Banka'nın başkan yardımcıları, bölge, sektör, şebeke ve fonksiyonlardan sorumlu asli yöneticilerdir. İki Genel Başkan Yardımcısı, üç Kıdemli Başkan Yardımcısı ve 24 Başkan Yardımcısı vardır.
Yönetim Kurulu, Dünya Bankası Grubu Başkanı ve 25 İcra Direktöründen oluşmaktadır. Başkan, başkanlık görevlisidir ve eşit bölünme durumunda karar veren bir oy dışında, oy hakkı yoktur. Bireysel olarak İcra Direktörleri, Kurullar tarafından özel olarak yetkilendirilmedikçe, herhangi bir yetki kullanamaz, Banka'ya taahhüt veya temsil edemezler. 1 Kasım 2010'da başlayan dönem ile İcra Direktörleri sayısı birer artarak 25'e yükseldi.
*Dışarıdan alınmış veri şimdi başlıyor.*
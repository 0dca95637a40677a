//! Ollama engine against a stubbed HTTP server.

use std::time::Duration;

use critique_core::Error;
use critique_inference::{
    AdapterCatalog, GenerateRequest, InferenceEngine, InferenceTask, OllamaVisionEngine,
};
use serde_json::json;
use wiremock::matchers::{body_partial_json, method, path};
use wiremock::{Mock, MockServer, ResponseTemplate};

const JPEG: &[u8] = &[0xff, 0xd8, 0xff, 0xe0, 0x00, 0x10];

fn request<'a>(task: InferenceTask, adapter: Option<&'a str>) -> GenerateRequest<'a> {
    GenerateRequest {
        task,
        image: JPEG,
        mime_type: "image/jpeg",
        system: "You are Ansel Adams.",
        prompt: "Score this photograph.",
        adapter,
    }
}

#[tokio::test]
async fn test_generate_posts_image_and_returns_response() {
    let server = MockServer::start().await;
    Mock::given(method("POST"))
        .and(path("/api/generate"))
        .and(body_partial_json(json!({
            "model": "qwen2.5vl:7b",
            "system": "You are Ansel Adams.",
            "images": ["/9j/4AAQ"],
            "stream": false
        })))
        .respond_with(ResponseTemplate::new(200).set_body_json(json!({
            "model": "qwen2.5vl:7b",
            "response": "{\"scores\": {\"composition\": 8}}",
            "done": true
        })))
        .expect(1)
        .mount(&server)
        .await;

    let engine = OllamaVisionEngine::new(
        server.uri(),
        "qwen2.5vl:7b",
        AdapterCatalog::new("/nonexistent"),
    );
    let out = engine
        .generate(request(InferenceTask::Extraction, None))
        .await
        .unwrap();
    assert_eq!(out, "{\"scores\": {\"composition\": 8}}");
}

#[tokio::test]
async fn test_generate_uses_adapter_serving_model() {
    let adapters = tempfile::tempdir().unwrap();
    std::fs::create_dir(adapters.path().join("ansel_adams")).unwrap();
    std::fs::write(
        adapters.path().join("ansel_adams/adapter_model.safetensors"),
        b"weights",
    )
    .unwrap();

    let server = MockServer::start().await;
    Mock::given(method("POST"))
        .and(path("/api/generate"))
        .and(body_partial_json(json!({ "model": "critique-ansel_adams" })))
        .respond_with(ResponseTemplate::new(200).set_body_json(json!({ "response": "ok" })))
        .expect(1)
        .mount(&server)
        .await;

    let engine = OllamaVisionEngine::new(
        server.uri(),
        "qwen2.5vl:7b",
        AdapterCatalog::new(adapters.path()),
    );
    assert!(engine.has_adapter("ansel_adams").await.unwrap());
    assert!(!engine.has_adapter("dorothea_lange").await.unwrap());

    let out = engine
        .generate(request(InferenceTask::Critique, Some("ansel_adams")))
        .await
        .unwrap();
    assert_eq!(out, "ok");
}

#[tokio::test]
async fn test_server_error_is_inference_error() {
    let server = MockServer::start().await;
    Mock::given(method("POST"))
        .and(path("/api/generate"))
        .respond_with(ResponseTemplate::new(500).set_body_string("model not loaded"))
        .mount(&server)
        .await;

    let engine = OllamaVisionEngine::new(
        server.uri(),
        "qwen2.5vl:7b",
        AdapterCatalog::new("/nonexistent"),
    );
    let err = engine
        .generate(request(InferenceTask::Extraction, None))
        .await
        .unwrap_err();
    match err {
        Error::Inference(msg) => assert!(msg.contains("model not loaded")),
        other => panic!("unexpected error: {other:?}"),
    }
}

#[tokio::test]
async fn test_timeout_is_inference_error() {
    let server = MockServer::start().await;
    Mock::given(method("POST"))
        .and(path("/api/generate"))
        .respond_with(
            ResponseTemplate::new(200)
                .set_body_json(json!({ "response": "late" }))
                .set_delay(Duration::from_millis(500)),
        )
        .mount(&server)
        .await;

    let engine = OllamaVisionEngine::new(
        server.uri(),
        "qwen2.5vl:7b",
        AdapterCatalog::new("/nonexistent"),
    )
    .with_timeout(Duration::from_millis(50));
    let err = engine
        .generate(request(InferenceTask::Critique, None))
        .await
        .unwrap_err();
    assert!(matches!(err, Error::Inference(ref m) if m.contains("timed out")));
}

#[tokio::test]
async fn test_health_check() {
    let server = MockServer::start().await;
    Mock::given(method("GET"))
        .and(path("/api/tags"))
        .respond_with(ResponseTemplate::new(200).set_body_json(json!({ "models": [] })))
        .mount(&server)
        .await;

    let engine = OllamaVisionEngine::new(
        server.uri(),
        "qwen2.5vl:7b",
        AdapterCatalog::new("/nonexistent"),
    );
    assert!(engine.health_check().await.unwrap());

    let down = OllamaVisionEngine::new(
        "http://127.0.0.1:9",
        "qwen2.5vl:7b",
        AdapterCatalog::new("/nonexistent"),
    );
    assert!(!down.health_check().await.unwrap());
}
DÜnya Bankası başkanları listesi
İsmi | Görev yılları | Ülkesi |
---|---|---|
Eugene Meyer | 1946–1946 | ABD |
John J. McCloy | 1947–1949 | ABD |
Eugene R. Black, Sr. | 1949–1963 | ABD |
George Woods | 1963–1968 | ABD |
Robert McNamara | 1968–1981 | ABD |
Alden W. Clausen | 1981–1986 | ABD |
Barber Conable | 1986–1991 | ABD |
Lewis T. Preston | 1991–1995 | ABD |
Sir James Wolfensohn | 1995–2005 | ABD Australia (öncesi) |
Paul Wolfowitz | 2005–2007 | ABD |
Robert Zoellick | 2007–2012 | ABD |
Jim Yong Kim | 2012–present | ABD Güney Kore (öncesi) |
Dünya Bankası baş ekonomistleri listesi
İsmi | Görev yılları | Ülkesi |
---|---|---|
Hollis B. Chenery | 1972–1982 | ABD |
Anne Osborn Krueger | 1982–1986 | ABD |
Stanley Fischer | 1988–1990 | ABD |
Lawrence Summers | 1991–1993 | ABD |
Michael Bruno | 1993–1996 | İsrail |
Joseph E. Stiglitz | 1997–2000 | ABD |
Nicholas Stern | 2000–2003 | Birleşik Krallık |
François Bourguignon | 2003–2007 | Fransa |
Justin Yifu Lin | 2008–2012 | Çin |
Kaushik Basu | 2012–2016 | Hindistan |
Paul Romer | 2016–present | ABD |
Dünya Bankası üyeleri
Uluslararası İmar ve Kalkınma Bankası (IBRD) 189 üye ülkeye, Uluslararası Kalkınma Birliği (IDA) ise 173 üyeye sahiptir. IBRD üyesi her devlet, Uluslararası Para Fonu'nun da (IMF) bir üyesi olmalıdır ve yalnızca IBRD üyeleri Banka içindeki diğer kurumlara (IDA gibi) katılmaya izinlidir.
Oylama gücü
2010'da Dünya Bankası'ndaki oy kullanma oranları, gelişmekte olan ülkelerin, özellikle de Çin'in sesini yükseltmek için revize edildi. Şu anda en yüksek oy oranına sahip ülkeler: Birleşik Devletler (%15,85), Japonya (%6,84), Çin (%4,42), Almanya (%4.00), Birleşik Krallık (%3,75), Fransa (%3,75), Hindistan %2,91), Rusya (%2,77), Suudi Arabistan (%2,77) ve İtalya (%2,64). "Ses Reformu - Faz 2" olarak bilinen değişiklikler kapsamında, Çin dışında önemli kazançlar elde eden ülkeler arasında Güney Kore, Türkiye, Meksika, Singapur, Yunanistan, Brezilya, Hindistan ve İspanya yer aldı. Nijerya gibi gelişmekte olan birkaç ülke ile birlikte, gelişmiş ülkelerin çoğunun oy gücü azaldı. Amerika Birleşik Devletleri, Rusya ve Suudi Arabistan'ın oy oranları değişmedi.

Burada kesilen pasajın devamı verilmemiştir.